Task goal: Here are some records; copy every line that holds the word "futures".

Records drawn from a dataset
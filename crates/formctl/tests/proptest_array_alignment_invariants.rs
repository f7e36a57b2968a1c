//! Property-based invariant tests for field array bookkeeping.
//!
//! 1. After any sequence of array operations, the touched flag at index `i`
//!    describes the item now at `i`, and no bookkeeping slot outlives the
//!    items.
//! 2. Item ids are unique, one per item, and follow their item through
//!    reorders and updates.
//! 3. Removing every item leaves no bookkeeping entry for the array.

use std::collections::HashSet;

use formctl::core::path::get;
use formctl::prelude::*;
use formctl::{FieldArray, ItemId};
use proptest::prelude::*;
use serde_json::json;

#[derive(Debug, Clone)]
enum Step {
    Append(u8),
    Prepend(u8),
    Insert(usize, u8),
    Remove(usize),
    Swap(usize, usize),
    Move(usize, usize),
    Update(usize, u8),
    Touch(usize),
}

/// What the array should look like, maintained independently of the control.
#[derive(Debug, Default)]
struct Model {
    values: Vec<u8>,
    touched: Vec<bool>,
    /// Ids observed after the previous step; `None` for slots that must
    /// receive a fresh id.
    ids: Vec<Option<ItemId>>,
}

impl Model {
    fn insert(&mut self, at: usize, value: u8) {
        self.values.insert(at, value);
        self.touched.insert(at, false);
        self.ids.insert(at, None);
    }

    fn remove(&mut self, at: usize) {
        self.values.remove(at);
        self.touched.remove(at);
        self.ids.remove(at);
    }
}

fn item(value: u8) -> Value {
    Value::from(u32::from(value))
}

fn form_with_items(initial: &[u8]) -> (FormControl, FieldArray) {
    let form = FormControl::new(FormConfig::new().with_default_values(Value::from(json!({ "items": initial }))));
    let array = form.register_field_array("items", RuleSet::new());
    (form, array)
}

/// Apply `step` to the control and the model. Index steps on an empty array
/// are skipped.
fn apply(form: &FormControl, array: &FieldArray, model: &mut Model, step: &Step) {
    let len = model.values.len();
    let quiet = FocusOptions::default();
    match *step {
        Step::Append(value) => {
            array.append_with(vec![item(value)], quiet);
            model.insert(len, value);
        }
        Step::Prepend(value) => {
            array.prepend_with(vec![item(value)], quiet);
            model.insert(0, value);
        }
        Step::Insert(index, value) => {
            let at = index % (len + 1);
            array.insert_with(at, vec![item(value)], quiet);
            model.insert(at, value);
        }
        _ if len == 0 => {}
        Step::Remove(index) => {
            let at = index % len;
            array.remove(at);
            model.remove(at);
        }
        Step::Swap(a, b) => {
            let (a, b) = (a % len, b % len);
            array.swap(a, b);
            model.values.swap(a, b);
            model.touched.swap(a, b);
            model.ids.swap(a, b);
        }
        Step::Move(from, to) => {
            let (from, to) = (from % len, to % len);
            array.move_item(from, to);
            let value = model.values.remove(from);
            let touched = model.touched.remove(from);
            let id = model.ids.remove(from);
            model.values.insert(to, value);
            model.touched.insert(to, touched);
            model.ids.insert(to, id);
        }
        Step::Update(index, value) => {
            let at = index % len;
            array.update(at, item(value));
            model.values[at] = value;
        }
        Step::Touch(index) => {
            let at = index % len;
            let path = format!("items.{at}");
            form.set_value(&path, item(model.values[at]), SetValueOptions::new().touch());
            model.touched[at] = true;
        }
    }
}

fn check(form: &FormControl, array: &FieldArray, model: &mut Model) -> std::result::Result<(), TestCaseError> {
    let fields = array.fields();
    prop_assert_eq!(fields.len(), model.values.len());
    let mut seen = HashSet::new();
    for (index, field) in fields.iter().enumerate() {
        prop_assert_eq!(&field.value, &item(model.values[index]));
        prop_assert!(!field.id.0.is_empty());
        prop_assert!(seen.insert(field.id.clone()), "duplicate id {}", field.id);
        if let Some(expected) = &model.ids[index] {
            prop_assert_eq!(&field.id, expected);
        }
        let state = form.get_field_state(&format!("items.{index}"));
        prop_assert_eq!(state.is_touched, model.touched[index], "touched at {}", index);
    }

    let touched = form.form_state().touched_fields;
    let slots = get(&touched, "items")
        .and_then(Tree::as_array)
        .map_or(0, |node| node.items.len());
    prop_assert!(slots <= model.values.len());

    model.ids = fields.into_iter().map(|field| Some(field.id)).collect();
    Ok(())
}

// ── Strategies ────────────────────────────────────────────────────────────

fn step() -> impl Strategy<Value = Step> {
    prop_oneof![
        any::<u8>().prop_map(Step::Append),
        any::<u8>().prop_map(Step::Prepend),
        (0usize..8, any::<u8>()).prop_map(|(index, value)| Step::Insert(index, value)),
        (0usize..8).prop_map(Step::Remove),
        (0usize..8, 0usize..8).prop_map(|(a, b)| Step::Swap(a, b)),
        (0usize..8, 0usize..8).prop_map(|(from, to)| Step::Move(from, to)),
        (0usize..8, any::<u8>()).prop_map(|(index, value)| Step::Update(index, value)),
        (0usize..8).prop_map(Step::Touch),
    ]
}

fn initial() -> impl Strategy<Value = Vec<u8>> {
    prop::collection::vec(any::<u8>(), 0..5)
}

// ─── 1. Index alignment ───────────────────────────────────────────────────

proptest! {
    #[test]
    fn bookkeeping_follows_items(initial in initial(), steps in prop::collection::vec(step(), 1..24)) {
        let (form, array) = form_with_items(&initial);
        let mut model = Model {
            values: initial.clone(),
            touched: vec![false; initial.len()],
            ids: vec![None; initial.len()],
        };
        check(&form, &array, &mut model)?;
        for step in &steps {
            apply(&form, &array, &mut model, step);
            check(&form, &array, &mut model)?;
        }
    }
}

// ─── 2. Id stability ──────────────────────────────────────────────────────

proptest! {
    #[test]
    fn reorders_keep_the_id_set(initial in prop::collection::vec(any::<u8>(), 1..6), pairs in prop::collection::vec((0usize..6, 0usize..6), 1..10)) {
        let (_form, array) = form_with_items(&initial);
        let mut before: Vec<ItemId> = array.fields().into_iter().map(|field| field.id).collect();
        before.sort_by(|a, b| a.0.cmp(&b.0));
        let len = initial.len();
        for (index, (a, b)) in pairs.into_iter().enumerate() {
            if index % 2 == 0 {
                array.swap(a % len, b % len);
            } else {
                array.move_item(a % len, b % len);
            }
        }
        let mut after: Vec<ItemId> = array.fields().into_iter().map(|field| field.id).collect();
        after.sort_by(|a, b| a.0.cmp(&b.0));
        prop_assert_eq!(before, after);
    }
}

// ─── 3. Removing everything ───────────────────────────────────────────────

proptest! {
    #[test]
    fn remove_all_clears_bookkeeping(initial in initial(), steps in prop::collection::vec(step(), 0..12)) {
        let (form, array) = form_with_items(&initial);
        let mut model = Model {
            values: initial.clone(),
            touched: vec![false; initial.len()],
            ids: vec![None; initial.len()],
        };
        for step in &steps {
            apply(&form, &array, &mut model, step);
        }
        array.remove_all();
        prop_assert!(array.is_empty());
        let state = form.form_state();
        prop_assert!(get(&state.touched_fields, "items").is_none());
        prop_assert!(get(&state.dirty_fields, "items").is_none());
        prop_assert!(get(&state.errors, "items").is_none());
    }
}
//! Property-based invariant tests for the batching queues.
//!
//! 1. N non-urgent enqueues in one burst produce exactly one notification
//!    equal to the last-write-wins merge of all N patches.
//! 2. An urgent enqueue delivers everything pending synchronously, and the
//!    later microtask delivers nothing more.
//! 3. Validation passes never overlap and each field is validated once per
//!    burst no matter how often it was enqueued.

use std::cell::RefCell;
use std::collections::BTreeMap;
use std::rc::Rc;

use formctl_core::Subject;
use formctl_runtime::{Merge, PassRequest, Scheduler, StateUpdateQueue, ValidationQueue};
use futures::FutureExt;
use proptest::prelude::*;

#[derive(Debug, Clone, Default, PartialEq)]
struct Patch(BTreeMap<u8, u32>);

impl Merge for Patch {
    fn merge(&mut self, newer: Self) {
        self.0.extend(newer.0);
    }

    fn is_empty(&self) -> bool {
        self.0.is_empty()
    }
}

// ── Strategies ────────────────────────────────────────────────────────────

fn patch() -> impl Strategy<Value = Patch> {
    prop::collection::btree_map(0u8..6, any::<u32>(), 1..4).prop_map(Patch)
}

fn harness() -> (Scheduler, StateUpdateQueue<Patch>, Rc<RefCell<Vec<Patch>>>) {
    let scheduler = Scheduler::new();
    let queue = StateUpdateQueue::new(scheduler.clone(), Subject::new("state"));
    let seen = Rc::new(RefCell::new(Vec::new()));
    let sink = Rc::clone(&seen);
    let _ = queue.subscribe(move |p: &Patch| sink.borrow_mut().push(p.clone()));
    (scheduler, queue, seen)
}

// ─── 1. Batching idempotence ──────────────────────────────────────────────

proptest! {
    #[test]
    fn burst_yields_one_merged_notification(patches in prop::collection::vec(patch(), 1..12)) {
        let (scheduler, queue, seen) = harness();
        let mut expected = Patch::default();
        for p in &patches {
            queue.enqueue(p.clone(), false);
            expected.merge(p.clone());
        }
        prop_assert!(seen.borrow().is_empty());
        scheduler.run_until_idle();
        prop_assert_eq!(seen.borrow().clone(), vec![expected]);
    }
}

// ─── 2. Urgent flush ordering ─────────────────────────────────────────────

proptest! {
    #[test]
    fn urgent_flush_is_a_boundary(
        before in prop::collection::vec(patch(), 0..6),
        urgent in patch(),
    ) {
        let (scheduler, queue, seen) = harness();
        let mut expected = Patch::default();
        for p in &before {
            queue.enqueue(p.clone(), false);
            expected.merge(p.clone());
        }
        queue.enqueue(urgent.clone(), true);
        expected.merge(urgent);
        prop_assert_eq!(seen.borrow().clone(), vec![expected]);
        scheduler.run_until_idle();
        prop_assert_eq!(seen.borrow().len(), 1);
    }
}

// ─── 3. Validation passes are serialized and deduplicated ─────────────────

proptest! {
    #[test]
    fn validation_burst_dedupes(names in prop::collection::vec("[a-d]", 1..20)) {
        let scheduler = Scheduler::new();
        let log: Rc<RefCell<Vec<PassRequest>>> = Rc::new(RefCell::new(Vec::new()));
        let sink = Rc::clone(&log);
        let queue = ValidationQueue::new(scheduler.clone(), move |request: PassRequest| {
            sink.borrow_mut().push(request);
            futures::future::ready(Ok::<(), String>(())).boxed_local()
        });
        for name in &names {
            queue.enqueue(Some(name));
        }
        scheduler.run_until_idle();

        let log = log.borrow();
        prop_assert_eq!(log.len(), 1);
        let mut distinct: Vec<&str> = Vec::new();
        for name in &names {
            if !distinct.contains(&name.as_str()) {
                distinct.push(name);
            }
        }
        prop_assert_eq!(&log[0].fields, &distinct);
        prop_assert!(queue.trace().verify_invariants().is_empty());
    }
}
#![forbid(unsafe_code)]

//! Index algebra for field arrays.
//!
//! One [`ArrayOp`] is applied to every list that is indexed like the array:
//! the values, the item ids, and the bookkeeping trees (dirty, touched,
//! errors, registry). Applying the same op everywhere keeps them aligned, so
//! bookkeeping at index `i` always describes the item now at `i`.
//!
//! # Invariants
//!
//! - Inserted bookkeeping slots are placeholders (no entry), never `false`.
//! - Batch removal tests index membership in one pass; indexes never drift
//!   between deletions. Out-of-range indexes are ignored.
//! - A removal that leaves only placeholders empties the list.
//! - `move` to a slot past the end materializes placeholders up to it first.
//!
//! # Failure Modes
//!
//! | Condition | Behavior |
//! |-----------|----------|
//! | `swap` past the end | list padded with placeholders, then swapped |
//! | `move` from past the end | a placeholder is moved |
//! | `insert` past the end | appended |
//! | `swap`/`move`/`update` index above `MAX_INDEX` | no-op |

use formctl_core::path::MAX_INDEX;
use formctl_core::{Tree, Value};

/// A list element that has an unset form.
pub trait ArraySlot: Sized {
    fn placeholder() -> Self;

    fn is_placeholder(&self) -> bool;
}

impl ArraySlot for Value {
    fn placeholder() -> Self {
        Value::Undefined
    }

    fn is_placeholder(&self) -> bool {
        self.is_undefined()
    }
}

impl<T> ArraySlot for Tree<T> {
    fn placeholder() -> Self {
        Tree::Vacant
    }

    fn is_placeholder(&self) -> bool {
        matches!(self, Tree::Vacant)
    }
}

/// Stable key of one array item, independent of its position.
#[derive(Debug, Clone, PartialEq, Eq, Hash, Default)]
pub struct ItemId(pub String);

impl ArraySlot for ItemId {
    fn placeholder() -> Self {
        ItemId(String::new())
    }

    fn is_placeholder(&self) -> bool {
        self.0.is_empty()
    }
}

impl std::fmt::Display for ItemId {
    fn fmt(&self, f: &mut std::fmt::Formatter<'_>) -> std::fmt::Result {
        f.write_str(&self.0)
    }
}

/// One field array operation.
#[derive(Debug, Clone, PartialEq, Eq)]
pub enum ArrayOp {
    Append { count: usize },
    Prepend { count: usize },
    Insert { index: usize, count: usize },
    /// `None` removes every item.
    Remove { indexes: Option<Vec<usize>> },
    Swap { a: usize, b: usize },
    Move { from: usize, to: usize },
    Update { index: usize },
    Replace { count: usize },
}

impl ArrayOp {
    #[must_use]
    pub fn name(&self) -> &'static str {
        match self {
            ArrayOp::Append { .. } => "append",
            ArrayOp::Prepend { .. } => "prepend",
            ArrayOp::Insert { .. } => "insert",
            ArrayOp::Remove { .. } => "remove",
            ArrayOp::Swap { .. } => "swap",
            ArrayOp::Move { .. } => "move",
            ArrayOp::Update { .. } => "update",
            ArrayOp::Replace { .. } => "replace",
        }
    }

    /// Whether bookkeeping trees are reindexed by this op. `update` keeps
    /// positions and `replace` rebuilds bookkeeping from scratch.
    #[must_use]
    pub fn shifts_bookkeeping(&self) -> bool {
        !matches!(self, ArrayOp::Update { .. } | ArrayOp::Replace { .. })
    }

    /// Whether every index the op pads up to is addressable.
    #[must_use]
    pub fn in_range(&self) -> bool {
        match self {
            ArrayOp::Swap { a, b } => (*a).max(*b) <= MAX_INDEX,
            ArrayOp::Move { to, .. } => *to <= MAX_INDEX,
            ArrayOp::Update { index } => *index <= MAX_INDEX,
            _ => true,
        }
    }

    /// Apply the op to `items`. `fill(k)` produces the `k`-th new item for
    /// ops that add items. Out-of-range ops leave `items` alone.
    pub fn apply<T: ArraySlot>(&self, items: &mut Vec<T>, mut fill: impl FnMut(usize) -> T) {
        if !self.in_range() {
            return;
        }
        match self {
            ArrayOp::Append { count } => items.extend((0..*count).map(&mut fill)),
            ArrayOp::Prepend { count } => {
                items.splice(0..0, (0..*count).map(&mut fill));
            }
            ArrayOp::Insert { index, count } => {
                let at = (*index).min(items.len());
                items.splice(at..at, (0..*count).map(&mut fill));
            }
            ArrayOp::Remove { indexes } => remove_at(items, indexes.as_deref()),
            ArrayOp::Swap { a, b } => {
                pad(items, (*a).max(*b) + 1);
                items.swap(*a, *b);
            }
            ArrayOp::Move { from, to } => move_item(items, *from, *to),
            ArrayOp::Update { index } => {
                pad(items, index + 1);
                items[*index] = fill(0);
            }
            ArrayOp::Replace { count } => {
                items.clear();
                items.extend((0..*count).map(fill));
            }
        }
    }
}

fn pad<T: ArraySlot>(items: &mut Vec<T>, len: usize) {
    if items.len() < len {
        items.resize_with(len, T::placeholder);
    }
}

fn remove_at<T: ArraySlot>(items: &mut Vec<T>, indexes: Option<&[usize]>) {
    let Some(indexes) = indexes else {
        items.clear();
        return;
    };
    let mut position = 0;
    items.retain(|_| {
        let keep = !indexes.contains(&position);
        position += 1;
        keep
    });
    if items.iter().all(ArraySlot::is_placeholder) {
        items.clear();
    }
}

fn move_item<T: ArraySlot>(items: &mut Vec<T>, from: usize, to: usize) {
    pad(items, to + 1);
    let item = if from < items.len() {
        items.remove(from)
    } else {
        T::placeholder()
    };
    let at = to.min(items.len());
    items.insert(at, item);
}

/// Apply `op` to the array node of a bookkeeping tree, then trim trailing
/// placeholders. The node's array-level entry is left alone.
pub fn shift_tree<T>(node: &mut Tree<T>, op: &ArrayOp) {
    if let Tree::Array(array) = node {
        op.apply(&mut array.items, |_| Tree::Vacant);
        array.trim();
    }
}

Solved problem:
use futures::FutureExt;
            futures::future::ready(Ok::<(), String>(())).boxed_local()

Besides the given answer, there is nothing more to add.